▶ Aim of the exercise: Every line of the material below, from the top through the line with "impl fmt::Display for RoutingMode", should be reproduced exactly.

▶ Records for the task:
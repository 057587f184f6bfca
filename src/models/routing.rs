// Routing rule models - inbound and outbound definitions

//! # Routing Models
//!
//! Value types for everything the catalog publishes:
//! - [`RoutingKey`]: the `(agent, entity, action)` addressing triple
//! - [`InboundRule`]: how an event from a source agent is classified
//! - [`OutboundRule`]: which destination receives a canonical event
//! - [`IntegrationEntity`]: per-entity defaults such as the routing mode
//!
//! Rules are immutable once published. A new version is a new row; only the
//! `active` flag moves between versions of the same key.

use std::collections::BTreeMap;
use std::fmt;

use serde::{Deserialize, Serialize};
use serde_json::Value;

use super::action::{ActionPattern, Versioned};
use super::condition::{self, ConditionNode};

/// Addressing triple used for every rule lookup
#[derive(Debug, Clone, PartialEq, Eq, PartialOrd, Ord, Hash, Serialize, Deserialize)]
pub struct RoutingKey {
    pub agent: String,
    pub entity: String,
    pub action: String,
}

impl RoutingKey {
    pub fn new(agent: &str, entity: &str, action: &str) -> Self {
        Self {
            agent: agent.to_string(),
            entity: entity.to_string(),
            action: action.to_string(),
        }
    }

    /// Event name used in webhook payloads, e.g. `driver.update`
    pub fn event_name(&self) -> String {
        format!("{}.{}", self.entity, self.action)
    }
}

impl fmt::Display for RoutingKey {
    fn fmt(&self, f: &mut fmt::Formatter<'_>) -> fmt::Result {
        write!(f, "{}/{}/{}", self.agent, self.entity, self.action)
    }
}

/// How the hub processes an entity after the inbound stage
#[derive(Debug, Clone, Copy, PartialEq, Eq, Hash, Serialize, Deserialize)]
#[serde(rename_all = "lowercase")]
pub enum RoutingMode {
    /// Straight to destination agents
    Direct,
    /// Through the operational data store first
    Ods,
    /// Through the master data management queue first
    Mdm,
}

impl Default for RoutingMode {
    fn default() -> Self {
        RoutingMode::Direct
    }
}

impl fmt::Display for RoutingMode {
    fn fmt(&self, f: &mut fmt::Formatter<'_>) -> fmt::Result {
        let name = match self {
            RoutingMode::Direct => "direct",
            RoutingMode::Ods => "ods",
            RoutingMode::Mdm => "mdm",
        };
        f.write_str(name)
    }
}

/// An inbound rule's routing mode: either its own or the entity's
///
/// Stored as a nullable string where `"default"` and `null` both mean
/// "use the entity configuration". Any other unknown value is rejected when
/// the rule is loaded.
#[derive(Debug, Clone, Copy, PartialEq, Eq, Default, Serialize, Deserialize)]
#[serde(try_from = "Option<String>", into = "Option<String>")]
pub enum RoutingModeOverride {
    #[default]
    Inherit,
    Mode(RoutingMode),
}

impl RoutingModeOverride {
    /// Resolve against the entity default
    pub fn resolve(self, entity_default: RoutingMode) -> RoutingMode {
        match self {
            RoutingModeOverride::Inherit => entity_default,
            RoutingModeOverride::Mode(mode) => mode,
        }
    }
}

impl TryFrom<Option<String>> for RoutingModeOverride {
    type Error = String;

    fn try_from(raw: Option<String>) -> Result<Self, Self::Error> {
        let Some(raw) = raw else {
            return Ok(RoutingModeOverride::Inherit);
        };
        match raw.trim().to_ascii_lowercase().as_str() {
            "" | "default" => Ok(RoutingModeOverride::Inherit),
            "direct" => Ok(RoutingModeOverride::Mode(RoutingMode::Direct)),
            "ods" => Ok(RoutingModeOverride::Mode(RoutingMode::Ods)),
            "mdm" => Ok(RoutingModeOverride::Mode(RoutingMode::Mdm)),
            _ => Err(format!(
                "unknown routing mode override {:?}, expected default, direct, ods or mdm",
                raw
            )),
        }
    }
}

impl From<RoutingModeOverride> for Option<String> {
    fn from(mode: RoutingModeOverride) -> Self {
        match mode {
            RoutingModeOverride::Inherit => Some("default".to_string()),
            RoutingModeOverride::Mode(mode) => Some(mode.to_string()),
        }
    }
}

/// What to do when evaluating a routing entry's conditions fails
#[derive(Debug, Clone, Copy, PartialEq, Eq, Default, Serialize, Deserialize)]
#[serde(rename_all = "lowercase")]
pub enum OnError {
    /// Abort resolution with an application error
    Fail,
    /// Treat the failure as "no match" and move on
    #[default]
    Ignore,
}

/// One entry of an inbound rule's `routingEntity` / `routingAction` table
#[derive(Debug, Clone, PartialEq, Serialize, Deserialize)]
#[serde(rename_all = "camelCase")]
pub struct InboundRoute {
    /// Entity or action that replaces the default when this entry matches
    pub route: String,

    #[serde(default, with = "condition::optional", skip_serializing_if = "Option::is_none")]
    pub conditions: Option<ConditionNode>,

    /// Fallback entry, used only when no earlier entry matched
    #[serde(default)]
    pub default: bool,

    #[serde(default)]
    pub on_error: OnError,
}

impl InboundRoute {
    pub fn new(route: &str, conditions: Option<ConditionNode>) -> Self {
        Self {
            route: route.to_string(),
            conditions,
            default: false,
            on_error: OnError::Ignore,
        }
    }

    pub fn fallback(route: &str) -> Self {
        Self {
            default: true,
            ..Self::new(route, None)
        }
    }

    pub fn with_on_error(mut self, on_error: OnError) -> Self {
        self.on_error = on_error;
        self
    }

    /// A default entry without conditions is held back until the table is exhausted
    pub fn is_fallback(&self) -> bool {
        self.default && self.conditions.is_none()
    }
}

/// Inbound routing definition for events arriving from a source agent
///
/// Identified by `(agent, endpoint, method, version)`. At most one version of
/// `(agent, endpoint, method)` is active.
#[derive(Debug, Clone, PartialEq, Serialize, Deserialize)]
#[serde(rename_all = "camelCase")]
pub struct InboundRule {
    /// Source agent (e.g. `erp`)
    pub agent: String,

    /// Endpoint or entity key the event was addressed to (e.g. `driver`)
    pub endpoint: String,

    /// Actions this rule owns, matched against the observed action/method
    pub method: ActionPattern,

    /// Canonical entity; defaults to the endpoint
    #[serde(default)]
    pub entity: Option<String>,

    /// Canonical action; defaults to the observed action
    #[serde(default)]
    pub action: Option<String>,

    #[serde(default = "default_version")]
    pub version: u32,

    #[serde(default = "default_active")]
    pub active: bool,

    #[serde(default)]
    pub description: Option<String>,

    /// Payload pre-validation schema, owned by the validation collaborator
    #[serde(default)]
    pub validation: Option<Value>,

    /// Transformation expression, owned by the transformation collaborator
    #[serde(default)]
    pub transformation: Option<String>,

    /// Business-rule configuration, owned by the rule engine collaborator
    #[serde(default)]
    pub rules: Option<Value>,

    #[serde(default)]
    pub external_reference_extraction: Option<String>,

    #[serde(default)]
    pub routing_entity: Vec<InboundRoute>,

    #[serde(default)]
    pub routing_action: Vec<InboundRoute>,

    #[serde(default)]
    pub override_routing_mode: RoutingModeOverride,
}

impl InboundRule {
    pub fn new(agent: &str, endpoint: &str, method: &str, version: u32) -> Self {
        Self {
            agent: agent.to_string(),
            endpoint: endpoint.to_string(),
            method: ActionPattern::parse(method),
            entity: None,
            action: None,
            version,
            active: true,
            description: None,
            validation: None,
            transformation: None,
            rules: None,
            external_reference_extraction: None,
            routing_entity: Vec::new(),
            routing_action: Vec::new(),
            override_routing_mode: RoutingModeOverride::Inherit,
        }
    }

    pub fn inactive(mut self) -> Self {
        self.active = false;
        self
    }

    /// Logical identity without the version
    pub fn series(&self) -> (String, String, String) {
        (self.agent.clone(), self.endpoint.clone(), self.method.to_string())
    }

    /// Every condition tree the rule carries
    pub fn conditions(&self) -> impl Iterator<Item = &ConditionNode> {
        self.routing_entity
            .iter()
            .chain(self.routing_action.iter())
            .filter_map(|route| route.conditions.as_ref())
    }
}

impl Versioned for InboundRule {
    fn pattern(&self) -> &ActionPattern {
        &self.method
    }
    fn version(&self) -> u32 {
        self.version
    }
    fn is_active(&self) -> bool {
        self.active
    }
}

/// Outbound routing definition: one destination for a canonical event
///
/// Identified by `(agent, entity, action, target, version)`. Several targets
/// can be active for the same key at once; each target has at most one
/// active version.
#[derive(Debug, Clone, PartialEq, Serialize, Deserialize)]
#[serde(rename_all = "camelCase")]
pub struct OutboundRule {
    /// Source agent of the canonical event
    pub agent: String,

    pub entity: String,

    pub action: ActionPattern,

    /// Destination agent; also the name other rules use in `dependencies`
    #[serde(alias = "targetAgent")]
    pub target: String,

    #[serde(default = "default_version")]
    pub version: u32,

    #[serde(default = "default_active")]
    pub active: bool,

    #[serde(default)]
    pub description: Option<String>,

    /// Gate deciding whether this rule fires for a given payload
    #[serde(default, with = "condition::optional", skip_serializing_if = "Option::is_none")]
    pub conditions: Option<ConditionNode>,

    /// Targets of the same key that must have succeeded before this one
    #[serde(default, deserialize_with = "null_as_empty")]
    pub dependencies: BTreeMap<String, Value>,

    #[serde(default)]
    pub transformation: Option<String>,

    #[serde(default)]
    pub rules: Option<Value>,
}

impl OutboundRule {
    pub fn new(agent: &str, entity: &str, action: &str, target: &str) -> Self {
        Self {
            agent: agent.to_string(),
            entity: entity.to_string(),
            action: ActionPattern::parse(action),
            target: target.to_string(),
            version: 1,
            active: true,
            description: None,
            conditions: None,
            dependencies: BTreeMap::new(),
            transformation: None,
            rules: None,
        }
    }

    pub fn with_version(mut self, version: u32) -> Self {
        self.version = version;
        self
    }

    pub fn with_conditions(mut self, conditions: ConditionNode) -> Self {
        self.conditions = Some(conditions);
        self
    }

    pub fn depends_on(mut self, target: &str) -> Self {
        self.dependencies.insert(target.to_string(), Value::Bool(true));
        self
    }

    pub fn inactive(mut self) -> Self {
        self.active = false;
        self
    }

    pub fn series(&self) -> (String, String, String, String) {
        (
            self.agent.clone(),
            self.entity.clone(),
            self.action.to_string(),
            self.target.clone(),
        )
    }
}

impl Versioned for OutboundRule {
    fn pattern(&self) -> &ActionPattern {
        &self.action
    }
    fn version(&self) -> u32 {
        self.version
    }
    fn is_active(&self) -> bool {
        self.active
    }
}

/// Canonical entity configuration
#[derive(Debug, Clone, PartialEq, Serialize, Deserialize)]
#[serde(rename_all = "camelCase")]
pub struct IntegrationEntity {
    pub entity: String,

    #[serde(default = "default_version")]
    pub version: u32,

    #[serde(default = "default_active")]
    pub active: bool,

    #[serde(default)]
    pub description: Option<String>,

    #[serde(default)]
    pub routing_mode: RoutingMode,
}

impl IntegrationEntity {
    pub fn new(entity: &str, routing_mode: RoutingMode) -> Self {
        Self {
            entity: entity.to_string(),
            version: 1,
            active: true,
            description: None,
            routing_mode,
        }
    }
}

fn default_version() -> u32 {
    1
}

fn default_active() -> bool {
    true
}

fn null_as_empty<'de, D>(deserializer: D) -> Result<BTreeMap<String, Value>, D::Error>
where
    D: serde::Deserializer<'de>,
{
    Option::<BTreeMap<String, Value>>::deserialize(deserializer).map(Option::unwrap_or_default)
}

▶ Written answer:
repository 057587f184f6bfca
filename src/models/routing.rs
// Routing rule models - inbound and outbound definitions

//! # Routing Models
//!
//! Value types for everything the catalog publishes:
//! - [`RoutingKey`]: the `(agent, entity, action)` addressing triple
//! - [`InboundRule`]: how an event from a source agent is classified
//! - [`OutboundRule`]: which destination receives a canonical event
//! - [`IntegrationEntity`]: per-entity defaults such as the routing mode
//!
//! Rules are immutable once published. A new version is a new row; only the
//! `active` flag moves between versions of the same key.

use std::collections::BTreeMap;
use std::fmt;

use serde::{Deserialize, Serialize};
use serde_json::Value;

use super::action::{ActionPattern, Versioned};
use super::condition::{self, ConditionNode};

/// Addressing triple used for every rule lookup
#[derive(Debug, Clone, PartialEq, Eq, PartialOrd, Ord, Hash, Serialize, Deserialize)]
pub struct RoutingKey {
    pub agent: String,
    pub entity: String,
    pub action: String,
}

impl RoutingKey {
    pub fn new(agent: &str, entity: &str, action: &str) -> Self {
        Self {
            agent: agent.to_string(),
            entity: entity.to_string(),
            action: action.to_string(),
        }
    }

    /// Event name used in webhook payloads, e.g. `driver.update`
    pub fn event_name(&self) -> String {
        format!("{}.{}", self.entity, self.action)
    }
}

impl fmt::Display for RoutingKey {
    fn fmt(&self, f: &mut fmt::Formatter<'_>) -> fmt::Result {
        write!(f, "{}/{}/{}", self.agent, self.entity, self.action)
    }
}

/// How the hub processes an entity after the inbound stage
#[derive(Debug, Clone, Copy, PartialEq, Eq, Hash, Serialize, Deserialize)]
#[serde(rename_all = "lowercase")]
pub enum RoutingMode {
    /// Straight to destination agents
    Direct,
    /// Through the operational data store first
    Ods,
    /// Through the master data management queue first
    Mdm,
}

impl Default for RoutingMode {
    fn default() -> Self {
        RoutingMode::Direct
    }
}

impl fmt::Display for RoutingMode {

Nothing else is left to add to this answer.